Your Questions About Pediatric Dentistry Answered
It’s only natural for parents to have questions about their children’s dental care. Today’s parents understand that oral health serves as a gateway to the health of the entire body. Further, parents want to ensure their children have a lifetime of excellent oral health. For these reasons, the Metro East Dental Care team has put together a list of questions that parents tend to ask when it comes to pediatric dentistry and caring for their children and their pearly whites.
1. Should I bring my child to see a pediatric dentist instead of a regular dentist?
Pediatric dentists undergo specific training to treat your child’s oral health needs. In most cases, a pediatric dentist will receive two to three additional years of dental education, learning how to treat children specifically.

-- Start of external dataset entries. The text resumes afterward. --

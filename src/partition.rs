//! Single-pass split of a sequence into two ordered `Vec`s.
//!
//! Both halves are materialized, so an infinite input never returns.

/// Split `iter` into `(matching, rest)` by `pred`, keeping relative order.
pub fn partition<I, P>(iter: I, mut pred: P) -> (Vec<I::Item>, Vec<I::Item>)
where
    I: IntoIterator,
    P: FnMut(&I::Item) -> bool,
{
    let mut matching = Vec::new();
    let mut rest = Vec::new();
    for item in iter {
        if pred(&item) {
            matching.push(item);
        } else {
            rest.push(item);
        }
    }
    (matching, rest)
}

/// [`partition`] with a fallible predicate; the first error is returned as-is.
pub fn try_partition<I, P, E>(iter: I, mut pred: P) -> Result<(Vec<I::Item>, Vec<I::Item>), E>
where
    I: IntoIterator,
    P: FnMut(&I::Item) -> Result<bool, E>,
{
    let mut matching = Vec::new();
    let mut rest = Vec::new();
    for item in iter {
        if pred(&item)? {
            matching.push(item);
        } else {
            rest.push(item);
        }
    }
    Ok((matching, rest))
}
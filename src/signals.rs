//! Scoped ownership of the process-wide status-request signal.
//!
//! [`SignalGuard::install`] swaps in a handler that writes one byte to a
//! socketpair, and starts a watcher thread that reads it and runs the guard's
//! callback. Replies therefore go out while the iterating thread is busy,
//! without any work inside the handler besides `write(2)`.
//!
//! Guards stack. Each keeps the disposition it replaced; a request wakes the
//! innermost live guard; dropping a guard restores what it replaced. A guard
//! dropped out of order hands its saved disposition to the guard installed
//! right after it on the same signal, so the original still comes back last.
use nix::errno::Errno;
use nix::libc::c_int;
use nix::sys::signal::{sigaction, SaFlags, SigAction, SigHandler, SigSet, Signal};
use std::io::Read;
use std::net::Shutdown;
use std::os::fd::{AsRawFd, RawFd};
use std::os::unix::net::UnixStream;
use std::sync::atomic::{AtomicI32, AtomicU64, Ordering};
use std::sync::{Mutex, MutexGuard, PoisonError};
use std::thread::JoinHandle;

/// Write end of the innermost guard's socketpair, or -1.
static WAKE_FD: AtomicI32 = AtomicI32::new(-1);

static NEXT_ID: AtomicU64 = AtomicU64::new(0);

/// Live guards, innermost last.
static STACK: Mutex<Vec<Frame>> = Mutex::new(Vec::new());

static REQUEST: u8 = b'?';

struct Frame {
    id: u64,
    signal: Signal,
    previous: SigAction,
    wake_fd: RawFd,
}

fn stack() -> MutexGuard<'static, Vec<Frame>> {
    STACK.lock().unwrap_or_else(PoisonError::into_inner)
}

extern "C" fn on_status_request(_signum: c_int) {
    let fd = WAKE_FD.load(Ordering::SeqCst);
    if fd >= 0 {
        // SAFETY: write(2) is async-signal-safe. The write end is non-blocking,
        // so a full buffer drops the wakeup instead of stalling the handler.
        let _ = unsafe { nix::libc::write(fd, std::ptr::addr_of!(REQUEST).cast(), 1) };
    }
}

/// Errors raised while setting up status monitoring.
#[derive(Debug)]
pub enum MonitorError {
    /// The platform has no such signal (SIGINFO outside BSD/macOS).
    Unsupported { signal: &'static str },
    /// A signal name that does not parse.
    UnknownSignal { name: String },
    /// The wakeup socketpair or the watcher thread could not be created.
    Watcher { source: std::io::Error },
    /// The OS refused the new handler.
    Install { signal: Signal, source: Errno },
}

impl std::fmt::Display for MonitorError {
    fn fmt(&self, f: &mut std::fmt::Formatter<'_>) -> std::fmt::Result {
        match self {
            MonitorError::Unsupported { signal } => {
                write!(
                    f,
                    "{} is not available on this platform; pick another signal such as SIGUSR1",
                    signal
                )
            }
            MonitorError::UnknownSignal { name } => {
                write!(f, "unknown signal name '{}'", name)
            }
            MonitorError::Watcher { source } => {
                write!(f, "failed to start status watcher: {}", source)
            }
            MonitorError::Install { signal, source } => {
                write!(
                    f,
                    "failed to install status handler for {}: {}",
                    signal.as_str(),
                    source
                )
            }
        }
    }
}

impl std::error::Error for MonitorError {
    fn source(&self) -> Option<&(dyn std::error::Error + 'static)> {
        match self {
            MonitorError::Watcher { source } => Some(source),
            MonitorError::Install { source, .. } => Some(source),
            _ => None,
        }
    }
}

/// The interactive status-request signal of the host platform (SIGINFO, Ctrl-T).
#[cfg(any(
    target_os = "macos",
    target_os = "ios",
    target_os = "freebsd",
    target_os = "dragonfly",
    target_os = "netbsd",
    target_os = "openbsd"
))]
pub fn status_signal() -> Result<Signal, MonitorError> {
    Ok(Signal::SIGINFO)
}

/// The interactive status-request signal of the host platform (SIGINFO, Ctrl-T).
#[cfg(not(any(
    target_os = "macos",
    target_os = "ios",
    target_os = "freebsd",
    target_os = "dragonfly",
    target_os = "netbsd",
    target_os = "openbsd"
)))]
pub fn status_signal() -> Result<Signal, MonitorError> {
    Err(MonitorError::Unsupported { signal: "SIGINFO" })
}

/// Parse a signal name such as `SIGUSR1`, `usr1` or `INFO`.
pub fn parse_signal(name: &str) -> Result<Signal, MonitorError> {
    let upper = name.trim().to_ascii_uppercase();
    let full = if upper.starts_with("SIG") {
        upper
    } else {
        format!("SIG{upper}")
    };

    if full == "SIGINFO" {
        return status_signal();
    }

    full.parse::<Signal>()
        .map_err(|_| MonitorError::UnknownSignal {
            name: name.to_string(),
        })
}

/// Our handler on `signal`, with a watcher thread answering requests.
pub struct SignalGuard {
    id: u64,
    signal: Signal,
    wake: UnixStream,
    watcher: Option<JoinHandle<()>>,
}

impl SignalGuard {
    /// Install the status handler for `signal` and run `on_request` on a
    /// watcher thread once per request until the guard drops.
    pub fn install<F>(signal: Signal, on_request: F) -> Result<Self, MonitorError>
    where
        F: FnMut() + Send + 'static,
    {
        let (reader, wake) =
            UnixStream::pair().map_err(|source| MonitorError::Watcher { source })?;
        wake.set_nonblocking(true)
            .map_err(|source| MonitorError::Watcher { source })?;
        let watcher = std::thread::Builder::new()
            .name("iter8-status".to_string())
            .spawn(move || watch(reader, on_request))
            .map_err(|source| MonitorError::Watcher { source })?;

        let action = SigAction::new(
            SigHandler::Handler(on_status_request),
            SaFlags::SA_RESTART,
            SigSet::empty(),
        );
        let id = NEXT_ID.fetch_add(1, Ordering::Relaxed);
        let mut frames = stack();
        // SAFETY: the handler only calls write(2) on a descriptor we own.
        match unsafe { sigaction(signal, &action) } {
            Ok(previous) => {
                frames.push(Frame {
                    id,
                    signal,
                    previous,
                    wake_fd: wake.as_raw_fd(),
                });
                WAKE_FD.store(wake.as_raw_fd(), Ordering::SeqCst);
                tracing::debug!(
                    signal = signal.as_str(),
                    depth = frames.len(),
                    "status handler installed"
                );
                Ok(Self {
                    id,
                    signal,
                    wake,
                    watcher: Some(watcher),
                })
            }
            Err(source) => {
                drop(frames);
                stop_watcher(&wake, watcher);
                Err(MonitorError::Install { signal, source })
            }
        }
    }

    /// The signal this guard answers.
    pub fn signal(&self) -> Signal {
        self.signal
    }

    fn unstack(&self) {
        let mut frames = stack();
        let Some(pos) = frames.iter().position(|f| f.id == self.id) else {
            return;
        };
        let frame = frames.remove(pos);
        if pos != frames.len() {
            tracing::warn!(
                signal = self.signal.as_str(),
                "status guard dropped out of order"
            );
        }

        match frames[pos..].iter_mut().find(|f| f.signal == frame.signal) {
            // A later guard replaced ours; it restores our predecessor instead.
            Some(above) => above.previous = frame.previous,
            // SAFETY: reinstalls the disposition sigaction handed back at install.
            None => match unsafe { sigaction(frame.signal, &frame.previous) } {
                Ok(_) => tracing::debug!(signal = frame.signal.as_str(), "status handler restored"),
                Err(e) => tracing::warn!(
                    error = %e,
                    signal = frame.signal.as_str(),
                    "failed to restore previous signal handler"
                ),
            },
        }

        let top = frames.last().map_or(-1, |f| f.wake_fd);
        WAKE_FD.store(top, Ordering::SeqCst);
    }
}

/// Answer one request per byte until the write end shuts down.
fn watch<F: FnMut()>(mut reader: UnixStream, mut on_request: F) {
    let mut buf = [0u8; 64];
    loop {
        match reader.read(&mut buf) {
            Ok(0) => break,
            Ok(n) => {
                for _ in 0..n {
                    on_request();
                }
            }
            Err(e) if e.kind() == std::io::ErrorKind::Interrupted => continue,
            Err(e) => {
                tracing::warn!(error = %e, "status watcher stopped");
                break;
            }
        }
    }
}

/// Close the write end so the watcher drains pending requests and exits.
fn stop_watcher(wake: &UnixStream, watcher: JoinHandle<()>) {
    if let Err(e) = wake.shutdown(Shutdown::Write) {
        tracing::warn!(error = %e, "failed to shut down status wakeup");
        return;
    }
    if watcher.join().is_err() {
        tracing::warn!("status watcher panicked");
    }
}

impl std::fmt::Debug for SignalGuard {
    fn fmt(&self, f: &mut std::fmt::Formatter<'_>) -> std::fmt::Result {
        f.debug_struct("SignalGuard")
            .field("id", &self.id)
            .field("signal", &self.signal)
            .finish_non_exhaustive()
    }
}

impl Drop for SignalGuard {
    fn drop(&mut self) {
        self.unstack();
        if let Some(watcher) = self.watcher.take() {
            stop_watcher(&self.wake, watcher);
        }
    }
}
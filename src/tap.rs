//! Passthrough adapters that run a callback on every item.
//!
//! Each step fetches one item, calls the callback with its zero-based index,
//! then yields the item. Nothing is buffered.
use std::iter::FusedIterator;

/// Iterator returned by [`tap`].
#[derive(Clone)]
pub struct SideEffectTap<I, F> {
    iter: I,
    index: usize,
    f: F,
}

/// Yield `iter` unchanged, calling `f(index, &item)` before each item.
///
/// ```
/// let mut seen = Vec::new();
/// let items: Vec<_> = iter8::tap([7, 8], |i, x| seen.push((i, *x))).collect();
/// assert_eq!(items, [7, 8]);
/// assert_eq!(seen, [(0, 7), (1, 8)]);
/// ```
pub fn tap<I, F>(iter: I, f: F) -> SideEffectTap<I::IntoIter, F>
where
    I: IntoIterator,
    F: FnMut(usize, &I::Item),
{
    SideEffectTap {
        iter: iter.into_iter(),
        index: 0,
        f,
    }
}

impl<I, F> Iterator for SideEffectTap<I, F>
where
    I: Iterator,
    F: FnMut(usize, &I::Item),
{
    type Item = I::Item;

    fn next(&mut self) -> Option<I::Item> {
        let item = self.iter.next()?;
        (self.f)(self.index, &item);
        self.index += 1;
        Some(item)
    }

    fn size_hint(&self) -> (usize, Option<usize>) {
        self.iter.size_hint()
    }
}

impl<I, F> FusedIterator for SideEffectTap<I, F>
where
    I: FusedIterator,
    F: FnMut(usize, &I::Item),
{
}

impl<I: std::fmt::Debug, F> std::fmt::Debug for SideEffectTap<I, F> {
    fn fmt(&self, f: &mut std::fmt::Formatter<'_>) -> std::fmt::Result {
        f.debug_struct("SideEffectTap")
            .field("iter", &self.iter)
            .field("index", &self.index)
            .finish()
    }
}

/// Iterator returned by [`try_tap`].
pub struct TryTap<I, F> {
    iter: I,
    index: usize,
    f: F,
    failed: bool,
}

/// Like [`tap`] with a fallible callback.
///
/// Items come out as `Ok`. The first `Err` from the callback is yielded in
/// place of its item and ends the iteration.
pub fn try_tap<I, F, E>(iter: I, f: F) -> TryTap<I::IntoIter, F>
where
    I: IntoIterator,
    F: FnMut(usize, &I::Item) -> Result<(), E>,
{
    TryTap {
        iter: iter.into_iter(),
        index: 0,
        f,
        failed: false,
    }
}

impl<I, F, E> Iterator for TryTap<I, F>
where
    I: Iterator,
    F: FnMut(usize, &I::Item) -> Result<(), E>,
{
    type Item = Result<I::Item, E>;

    fn next(&mut self) -> Option<Self::Item> {
        if self.failed {
            return None;
        }
        let item = self.iter.next()?;
        if let Err(e) = (self.f)(self.index, &item) {
            self.failed = true;
            return Some(Err(e));
        }
        self.index += 1;
        Some(Ok(item))
    }

    fn size_hint(&self) -> (usize, Option<usize>) {
        if self.failed {
            (0, Some(0))
        } else {
            self.iter.size_hint()
        }
    }
}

Dr. May has completed an AEGD (Advanced Education in General Dentistry) residency and participates in ongoing education to stay on top of innovative materials, techniques, and new technologies to provide the highest quality of care and results for his patients. This makes Dr. May well versed in all aspects of children’s dentistry, and he has been treating children for a number of years.
2. When will my baby get their first tooth?
There is no sure way to know when your baby will get their first tooth. In most cases, the lower front baby teeth will start to erupt between six to eight months. Though extremely rare, some babies are even born with teeth. In all reality, however, every baby is different. By age three, your toddler will likely have all or most of their baby teeth.
3. How can I prevent tooth decay from my baby drinking from a bottle or sippy cup?
As soon as your child reaches their first birthday, we suggest parents introduce their toddler to a sippy cup. If your child is breast-feeding, at-will nighttime feedings should be avoided after the first teeth erupt. We also recommend that parents not allow their children to fall asleep with a bottle that contains anything other than water. Parents should offer juice infrequently and only from a cup.
4. When should my child come for their first dental visit?
We suggest that children come in for their first dental visit sometime between the appearance of their first tooth or their first year of age. Getting your child familiar with the process of visiting the dentist and having someone’s hands in their mouth when they are young will help with overall dental care throughout their childhood. However, the first visit helps us get a look at what is happening in your baby’s mouth and serves to set the stage for the future dentist and patient relationship.
5. How can I help ready my child for their first dental visit?
This is an excellent question, as parents play a significant role in helping the first dental visit succeed. Though Dr. May and the Metro East team will do everything we can to make your child comfortable, some children are apprehensive about their first visit to the dentist. If your child is feeling nervous or anxious about the dentist, please show them photos of our office on our website. You can bring your child to our office a few days before their first dental visit for a pre-tour in extreme cases.
We also encourage parents to play mimicking games with their children. Use a washcloth to wipe your baby or toddler’s mouth and gums after they finish their meals. Ensure that your child sees you brushing and flossing your teeth too, as this can help them understand that maintaining proper oral hygiene is something we all should do.
6. What will happen during my child’s first dental visit?
The first visit should take place between the first tooth’s appearance and your child’s first birthday. This visit will let us get a look in your child’s mouth to determine a course of progress for the next few years. The first visit is relatively short. We will want your child to get a feel for the office environment and our staff during the visit. We will check your child’s teeth and look for any potential problems with their jaw or gums. We’ll also conduct a preliminary assessment of your child’s overall oral health.
Depending on your child’s age, we will clean your child’s teeth and apply a fluoride varnish. We may decide to take X-rays that will help us care for your child’s teeth as they continue to come in and develop. Finally, we’ll provide parents or guardians with helpful tips on how to care for young teeth.
7. Since baby teeth aren’t permanent, why should I worry about them?
Don’t underestimate the importance of your child’s baby teeth. These baby teeth play a critical role in helping your child learn to speak, chew correctly, and yes, smile. It is vital to preserve baby teeth until they are ready to fall out naturally. During your child’s dental visits, we will provide tips on caring for young teeth and will walk you through what to expect in the months and years to come.
8. When will my child have their first dental X-rays?
Like many things, the age of your child’s first dental X-ray will vary. We usually evaluate the need for X-rays between two and three years of age. At these young ages, X-rays will consist of the front, lower, and back teeth. The frequency of future X-rays will be wholly dependent on your child’s risk of cavities or other oral health concerns.
9. When will my child be able to brush their teeth on their own?
We encourage parents to help their child brush their teeth until the age of seven or eight. However, most children need brushing supervision until at least age 10.
10. How can I recognize tooth decay on my child’s teeth?
The symptoms of tooth decay vary by child. We encourage parents to bring their child in for regular dental visits (every six months), starting from when they cut their first tooth or the age of one, whichever comes first. Dr. May can then assess whether or not your child has a cavity. In the meantime, parents should be on the lookout for white, brown, or black spots on the teeth. Also, pay attention if your child is complaining of tooth sensitivity or pain.